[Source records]
····················
use chrono::{DateTime, Utc};
use serde::{Deserialize, Serialize};

/// Snapshot of what a peer can execute right now.
#[derive(Debug, Clone, PartialEq, Serialize, Deserialize)]
pub struct Capability {
    pub gpu_model: String,
    pub vram_total_mb: u64,
    pub vram_free_mb: u64,
    pub compute_units: u32,
    pub cpu_cores: u32,
    pub memory_total_mb: u64,
    pub memory_free_mb: u64,
    /// Whether the peer has a working sandbox backend. A peer without one
    /// can submit but is never matched as an executor.
    pub sandbox_available: bool,
    pub max_concurrent_jobs: u32,
    pub active_jobs: u32,
    pub reported_at: DateTime<Utc>,
}

impl Capability {
    /// A capability with no GPU, no free slots and no sandbox.
    pub fn none() -> Self {
        Self {
            gpu_model: String::new(),
            vram_total_mb: 0,
            vram_free_mb: 0,
            compute_units: 0,
            cpu_cores: 0,
            memory_total_mb: 0,
            memory_free_mb: 0,
            sandbox_available: false,
            max_concurrent_jobs: 0,
            active_jobs: 0,
            reported_at: Utc::now(),
        }
    }

    pub fn free_slots(&self) -> u32 {
        self.max_concurrent_jobs.saturating_sub(self.active_jobs)
    }

    /// Resource floor check used by both registry listing and admission.
    pub fn satisfies(&self, req: &ResourceRequirement) -> bool {
        self.vram_free_mb >= req.min_vram_mb
            && self.compute_units >= req.min_compute_units
            && req.cpu_cores.map_or(true, |c| self.cpu_cores >= c)
            && req.memory_mb.map_or(true, |m| self.memory_free_mb >= m)
    }

    /// Whether this peer can take another job at all.
    pub fn can_execute(&self) -> bool {
        self.sandbox_available && self.free_slots() > 0
    }

    /// Fraction of VRAM free scaled by fraction of slots free, in `[0, 1]`.
    pub fn headroom(&self) -> f64 {
        if self.vram_total_mb == 0 || self.max_concurrent_jobs == 0 {
            return 0.0;
        }
        let vram = self.vram_free_mb.min(self.vram_total_mb) as f64 / self.vram_total_mb as f64;
        let slots = self.free_slots() as f64 / self.max_concurrent_jobs as f64;
        vram * slots
    }

    /// Equality on everything except the report timestamp.
    pub fn same_resources(&self, other: &Capability) -> bool {
        Capability {
            reported_at: other.reported_at,
            ..self.clone()
        } == *other
    }

    /// Component-wise minimum of two samples of the same machine. The
    /// timestamp of `self` is kept.
    pub fn conservative(&self, other: &Capability) -> Capability {
        Capability {
            gpu_model: self.gpu_model.clone(),
            vram_total_mb: self.vram_total_mb.min(other.vram_total_mb),
            vram_free_mb: self.vram_free_mb.min(other.vram_free_mb),
            compute_units: self.compute_units.min(other.compute_units),
            cpu_cores: self.cpu_cores.min(other.cpu_cores),
            memory_total_mb: self.memory_total_mb.min(other.memory_total_mb),
            memory_free_mb: self.memory_free_mb.min(other.memory_free_mb),
            sandbox_available: self.sandbox_available && other.sandbox_available,
            max_concurrent_jobs: self.max_concurrent_jobs.min(other.max_concurrent_jobs),
            active_jobs: self.active_jobs.max(other.active_jobs),
            reported_at: self.reported_at,
        }
    }
}

/// Minimum resources a job needs from its executor.
#[derive(Debug, Clone, Default, PartialEq, Eq, Serialize, Deserialize)]
pub struct ResourceRequirement {
    pub min_vram_mb: u64,
    pub min_compute_units: u32,
    #[serde(default)]
    pub cpu_cores: Option<u32>,
    #[serde(default)]
    pub memory_mb: Option<u64>,
}

impl ResourceRequirement {
    pub fn vram(min_vram_mb: u64) -> Self {
        Self {
            min_vram_mb,
            ..Default::default()
        }
    }

    pub fn with_compute(mut self, units: u32) -> Self {
        self.min_compute_units = units;
        self
    }
}

#[cfg(test)]
mod tests {
    use super::*;

    fn gpu(total: u64, free: u64, cu: u32) -> Capability {
        Capability {
            gpu_model: "test".into(),
            vram_total_mb: total,
            vram_free_mb: free,
            compute_units: cu,
            cpu_cores: 8,
            memory_total_mb: 32_000,
            memory_free_mb: 16_000,
            sandbox_available: true,
            max_concurrent_jobs: 2,
            active_jobs: 0,
            reported_at: Utc::now(),
        }
    }

    #[test]
    fn satisfies_checks_every_floor() {
        let cap = gpu(16_000, 12_000, 80);
        assert!(cap.satisfies(&ResourceRequirement::vram(12_000).with_compute(80)));
        assert!(!cap.satisfies(&ResourceRequirement::vram(12_001)));
        assert!(!cap.satisfies(&ResourceRequirement::vram(0).with_compute(81)));

        let mut req = ResourceRequirement::vram(1);
        req.cpu_cores = Some(16);
        assert!(!cap.satisfies(&req));
        req.cpu_cores = None;
        req.memory_mb = Some(16_000);
        assert!(cap.satisfies(&req));
    }

    #[test]
    fn headroom_scales_with_slots() {
        let mut cap = gpu(16_000, 8_000, 10);
        assert!((cap.headroom() - 0.5).abs() < 1e-9);
        cap.active_jobs = 1;
        assert!((cap.headroom() - 0.25).abs() < 1e-9);
        cap.active_jobs = 2;
        assert_eq!(cap.headroom(), 0.0);
        assert!(!cap.can_execute());
    }

    #[test]
    fn same_resources_ignores_timestamp() {
        let a = gpu(16_000, 8_000, 10);
        let mut b = a.clone();
        b.reported_at = a.reported_at + chrono::Duration::seconds(30);
        assert!(a.same_resources(&b));
        b.vram_free_mb -= 1;
        assert!(!a.same_resources(&b));
    }

    #[test]
    fn conservative_takes_minimum() {
        let reported = gpu(16_000, 12_000, 80);
        let mut sampled = reported.clone();
        sampled.vram_free_mb = 4_000;
        sampled.sandbox_available = false;
        let c = reported.conservative(&sampled);
        assert_eq!(c.vram_free_mb, 4_000);
        assert!(!c.sandbox_available);
    }
}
····················
* [What you should do]:
If a line in the entries holds the string "executor", it belongs in the tally; state the tally alone.

* [Response area]:
2